Add to your list(s) Download to your calendar using vCal

If you have a question about this talk, please contact Thomas Lippincott.

Precision grammars and treebank grammars present two alternatives for obtaining an accurate, consistent and maximally complete syntactic analysis of natural language sentences. For a long time these two research endeavors have been conducted in separate communities and optimized for disparate goals—the former for rich and accurate descriptions of linguistic structures, and the latter for efficient and accurate statistical parsing,. Recently, these disparate research efforts started to acknowledge their usefulness for one another by borrowing terms, theoretical constructs and techniques from one research endeavor to the other. In this talk I take a step back to consider the morpho-syntactic analysis task from first principles and develop a novel architecture which remains faithful to both kinds of goals.

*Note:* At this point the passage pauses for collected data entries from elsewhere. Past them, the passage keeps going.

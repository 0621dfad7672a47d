//! In-memory archive tree
//!
//! [`ArchiveTree`] is an ordered map from `/`-separated paths to entries.
//! Entries loaded from an existing zip are kept as [`RawEntry`] markers that
//! point back into the source buffer; on serialization they are copied in
//! their compressed form, so untouched entries come out byte-identical with
//! their original metadata (including Unix permission bits).

use crate::error::{PackError, PackResult};
use crate::progress::MonotonicProgress;
use std::collections::HashMap;
use std::fmt;
use std::io::{Cursor, Read, Write};
use std::path::Path;
use std::sync::Arc;
use walkdir::WalkDir;
use zip::write::SimpleFileOptions;
use zip::{CompressionMethod, ZipArchive, ZipWriter};

/// Default mode for regular files
const FILE_MODE: u32 = 0o644;

/// Mode for directories and executables
const EXEC_MODE: u32 = 0o755;

/// Per-entry progress stays below this until the archive is finalized
const ENTRY_PROGRESS_CEILING: f64 = 0.99;

/// Entry copied verbatim from a source archive
#[derive(Clone)]
pub struct RawEntry {
    source: Arc<Vec<u8>>,
    index: usize,
    size: u64,
    is_dir: bool,
    unix_mode: Option<u32>,
}

impl RawEntry {
    /// Uncompressed size
    pub fn size(&self) -> u64 {
        self.size
    }

    pub fn is_dir(&self) -> bool {
        self.is_dir
    }

    /// Unix mode recorded in the source archive
    pub fn unix_mode(&self) -> Option<u32> {
        self.unix_mode
    }

    fn read(&self) -> PackResult<Vec<u8>> {
        let mut archive = ZipArchive::new(Cursor::new(self.source.as_slice()))?;
        let mut file = archive.by_index(self.index)?;
        let mut buffer = Vec::with_capacity(self.size as usize);
        file.read_to_end(&mut buffer)?;
        Ok(buffer)
    }
}

impl fmt::Debug for RawEntry {
    fn fmt(&self, f: &mut fmt::Formatter<'_>) -> fmt::Result {
        f.debug_struct("RawEntry")
            .field("index", &self.index)
            .field("size", &self.size)
            .field("is_dir", &self.is_dir)
            .field("unix_mode", &self.unix_mode)
            .finish()
    }
}

/// Content of one tree entry
#[derive(Debug, Clone)]
pub enum Entry {
    /// Owned bytes with an optional Unix mode
    File { data: Vec<u8>, unix_mode: Option<u32> },
    /// Explicit directory entry
    Directory,
    /// Copied byte-identically from a source archive
    Raw(RawEntry),
}

impl Entry {
    /// Regular file
    pub fn file(data: impl Into<Vec<u8>>) -> Self {
        Entry::File {
            data: data.into(),
            unix_mode: None,
        }
    }

    /// File with the executable bits set
    pub fn executable(data: impl Into<Vec<u8>>) -> Self {
        Entry::File {
            data: data.into(),
            unix_mode: Some(EXEC_MODE),
        }
    }

    /// Uncompressed size
    pub fn size(&self) -> u64 {
        match self {
            Entry::File { data, .. } => data.len() as u64,
            Entry::Directory => 0,
            Entry::Raw(raw) => raw.size,
        }
    }

    pub fn is_dir(&self) -> bool {
        match self {
            Entry::Directory => true,
            Entry::Raw(raw) => raw.is_dir,
            Entry::File { .. } => false,
        }
    }

    /// Unix mode the entry will carry
    pub fn unix_mode(&self) -> Option<u32> {
        match self {
            Entry::File { unix_mode, .. } => *unix_mode,
            Entry::Directory => Some(EXEC_MODE),
            Entry::Raw(raw) => raw.unix_mode,
        }
    }
}

/// Compression used for owned entries
#[derive(Debug, Clone, Copy, PartialEq, Eq, Default)]
pub enum ArchiveCompression {
    Stored,
    #[default]
    Deflated,
}

impl From<ArchiveCompression> for CompressionMethod {
    fn from(value: ArchiveCompression) -> Self {
        match value {
            ArchiveCompression::Stored => CompressionMethod::Stored,
            ArchiveCompression::Deflated => CompressionMethod::Deflated,
        }
    }
}

/// Serialization options
#[derive(Debug, Clone, Copy)]
pub struct SerializeOptions {
    /// Compression for owned entries (raw entries keep their own)
    pub compression: ArchiveCompression,
    /// Record Unix permission bits so executables stay runnable
    pub unix_permissions: bool,
    /// Stamp owned entries with a fixed 1980-01-01 timestamp
    pub reproducible: bool,
}

impl Default for SerializeOptions {
    fn default() -> Self {
        Self {
            compression: ArchiveCompression::Deflated,
            unix_permissions: true,
            reproducible: true,
        }
    }
}

/// Ordered tree of archive entries
#[derive(Debug, Clone, Default)]
pub struct ArchiveTree {
    order: Vec<String>,
    entries: HashMap<String, Entry>,
}

impl ArchiveTree {
    /// Create an empty tree
    pub fn new() -> Self {
        Self::default()
    }

    /// Parse a zip archive
    ///
    /// Every entry becomes a [`RawEntry`] sharing `bytes`; nothing is
    /// decompressed here.
    pub fn load_from(bytes: Vec<u8>) -> PackResult<Self> {
        let source = Arc::new(bytes);
        let mut archive = ZipArchive::new(Cursor::new(source.as_slice()))?;
        let mut tree = Self::new();

        for index in 0..archive.len() {
            let file = archive.by_index_raw(index)?;
            let raw = RawEntry {
                source: source.clone(),
                index,
                size: file.size(),
                is_dir: file.is_dir(),
                unix_mode: file.unix_mode(),
            };
            let name = file.name().to_string();
            tree.put(name, Entry::Raw(raw));
        }

        tracing::debug!(
            target: "stagepack::archive",
            "Loaded archive: {} entries, {} bytes",
            tree.len(),
            source.len()
        );
        Ok(tree)
    }

    /// Add every file under `root`, paths relative to `root`
    pub fn add_dir(&mut self, root: &Path) -> PackResult<usize> {
        if !root.is_dir() {
            return Err(PackError::Config(format!(
                "Not a directory: {}",
                root.display()
            )));
        }

        let mut added = 0;
        for entry in WalkDir::new(root)
            .follow_links(true)
            .sort_by_file_name()
            .into_iter()
            .filter_entry(|e| !is_ignored(e))
        {
            let entry = entry.map_err(|e| PackError::Io(std::io::Error::other(e.to_string())))?;
            if !entry.file_type().is_file() {
                continue;
            }

            let relative = entry
                .path()
                .strip_prefix(root)
                .map_err(|e| PackError::Config(e.to_string()))?;
            let data = std::fs::read(entry.path())?;
            self.put(
                relative.to_string_lossy(),
                Entry::File {
                    data,
                    unix_mode: file_mode(entry.path()),
                },
            );
            added += 1;
        }

        tracing::debug!(
            target: "stagepack::archive",
            "Added {} files from {}",
            added,
            root.display()
        );
        Ok(added)
    }

    /// Paths in insertion order
    pub fn list(&self) -> impl Iterator<Item = &str> {
        self.order.iter().map(String::as_str)
    }

    /// Entries in insertion order
    pub fn iter(&self) -> impl Iterator<Item = (&str, &Entry)> {
        self.order
            .iter()
            .filter_map(|p| self.entries.get(p).map(|e| (p.as_str(), e)))
    }

    /// Consume the tree, yielding entries in insertion order
    pub fn into_entries(self) -> impl Iterator<Item = (String, Entry)> {
        let mut entries = self.entries;
        self.order
            .into_iter()
            .filter_map(move |p| entries.remove(&p).map(|e| (p, e)))
    }

    pub fn get(&self, path: &str) -> Option<&Entry> {
        self.entries.get(&normalize_path(path))
    }

    pub fn contains(&self, path: &str) -> bool {
        self.entries.contains_key(&normalize_path(path))
    }

    /// Insert an entry, replacing any entry at the same path in place
    pub fn put(&mut self, path: impl AsRef<str>, entry: Entry) {
        let path = normalize_path(path.as_ref());
        if self.entries.insert(path.clone(), entry).is_none() {
            self.order.push(path);
        }
    }

    pub fn remove(&mut self, path: &str) -> Option<Entry> {
        let path = normalize_path(path);
        let removed = self.entries.remove(&path)?;
        self.order.retain(|p| *p != path);
        Some(removed)
    }

    pub fn len(&self) -> usize {
        self.order.len()
    }

    pub fn is_empty(&self) -> bool {
        self.order.is_empty()
    }

    /// Decompressed content of a file entry
    pub fn read(&self, path: &str) -> PackResult<Option<Vec<u8>>> {
        match self.get(path) {
            None => Ok(None),
            Some(Entry::File { data, .. }) => Ok(Some(data.clone())),
            Some(Entry::Directory) => Ok(Some(Vec::new())),
            Some(Entry::Raw(raw)) => raw.read().map(Some),
        }
    }

    /// Rename every entry, keeping order
    ///
    /// When two paths map to the same name the later entry wins.
    pub fn rename_all(self, mut rename: impl FnMut(&str) -> String) -> Self {
        let mut tree = Self::new();
        for (path, entry) in self.into_entries() {
            tree.put(rename(&path), entry);
        }
        tree
    }

    /// Move every entry under `prefix`
    pub fn prefixed(self, prefix: &str) -> Self {
        let prefix = prefix.trim_end_matches('/').to_string();
        self.rename_all(|path| format!("{}/{}", prefix, path))
    }

    /// Total uncompressed size
    pub fn total_size(&self) -> u64 {
        self.entries.values().map(Entry::size).sum()
    }

    /// Write the tree as a zip archive
    ///
    /// `on_progress` receives non-decreasing fractions, the last call being
    /// exactly `1.0` once the archive is complete.
    pub fn serialize(
        &self,
        options: &SerializeOptions,
        mut on_progress: impl FnMut(f64),
    ) -> PackResult<Vec<u8>> {
        let mut tracker = MonotonicProgress::new();
        let mut report = |value: f64| {
            if let Some(v) = tracker.advance(value) {
                on_progress(v);
            }
        };
        report(0.0);

        let total_weight: u64 = self.iter().map(|(_, e)| e.size().max(1)).sum();
        let mut done_weight = 0u64;

        let mut writer = ZipWriter::new(Cursor::new(Vec::new()));
        let mut sources: HashMap<*const Vec<u8>, ZipArchive<Cursor<&[u8]>>> = HashMap::new();

        for (path, entry) in self.iter() {
            match entry {
                Entry::Raw(raw) => {
                    let key = Arc::as_ptr(&raw.source);
                    if !sources.contains_key(&key) {
                        let archive = ZipArchive::new(Cursor::new(raw.source.as_slice()))?;
                        sources.insert(key, archive);
                    }
                    if let Some(archive) = sources.get_mut(&key) {
                        let file = archive.by_index_raw(raw.index)?;
                        writer.raw_copy_file_rename(file, path)?;
                    }
                }
                Entry::Directory => {
                    writer.add_directory(path, self.file_options(options, EXEC_MODE, 0))?;
                }
                Entry::File { data, unix_mode } => {
                    let mode = unix_mode.unwrap_or(FILE_MODE);
                    writer.start_file(path, self.file_options(options, mode, data.len()))?;
                    writer.write_all(data)?;
                }
            }

            done_weight += entry.size().max(1);
            report((done_weight as f64 / total_weight as f64).min(ENTRY_PROGRESS_CEILING));
        }

        let bytes = writer.finish()?.into_inner();
        report(1.0);

        tracing::debug!(
            target: "stagepack::archive",
            "Serialized {} entries into {} bytes",
            self.len(),
            bytes.len()
        );
        Ok(bytes)
    }

    fn file_options(&self, options: &SerializeOptions, mode: u32, len: usize) -> SimpleFileOptions {
        let mut file_options = SimpleFileOptions::default()
            .compression_method(options.compression.into())
            .large_file(len as u64 >= u32::MAX as u64);
        if options.unix_permissions {
            file_options = file_options.unix_permissions(mode);
        }
        if options.reproducible {
            file_options = file_options.last_modified_time(zip::DateTime::default());
        }
        file_options
    }
}

/// Normalize separators to `/` and drop leading `./` or `/`
pub fn normalize_path(path: &str) -> String {
    let mut normalized = path.replace('\\', "/");
    while let Some(stripped) = normalized.strip_prefix("./") {
        normalized = stripped.to_string();
    }
    normalized.trim_start_matches('/').to_string()
}

fn is_ignored(entry: &walkdir::DirEntry) -> bool {
    let name = entry.file_name().to_string_lossy();
    matches!(name.as_ref(), ".git" | ".DS_Store" | "Thumbs.db")
}

#[cfg(unix)]
fn file_mode(path: &Path) -> Option<u32> {
    use std::os::unix::fs::PermissionsExt;
    std::fs::metadata(path)
        .ok()
        .map(|m| m.permissions().mode() & 0o777)
}

#[cfg(not(unix))]
fn file_mode(_path: &Path) -> Option<u32> {
    None
}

In this talk I present a novel architecture for specifying rich morphosyntactic representations and learning the associated grammars from annotated data. The key idea underlying the architecture is the application of the traditional notion of a “paradigm” to the syntactic domain. N-place predicates associated with paradigm cells are viewed as relational networks that are realized recursively by combining and ordering cells from other paradigms. The function of paradigm cells is mapped to forms in a recursive fashion, be means of realization rules that make reference both to the morphological and to the syntactic domains. This architecture, called Relational-Realizational, has a simple instantiation as a generative probabilistic model of which parameters can be statistically learned from treebank data, and which can be used for efficient parsing.

An application of the model to Hebrew and Swedish allows for accurate description of word-order and argument marking patterns of the different language types. The associated treebank grammar can be used for statistical parsing and is shown to improve state-of-the-art parsing results for the Semitic language Modern Hebrew. The availability of a simple, formal, robust, implementable and statistically interpretable working model opens new horizons in computational linguistics — at least in principle, we should now be able to quantify typological trends which have so far been stated informally or only tacitly reflected in corpus statistics.

This talk is part of the NLIP Seminar Series series.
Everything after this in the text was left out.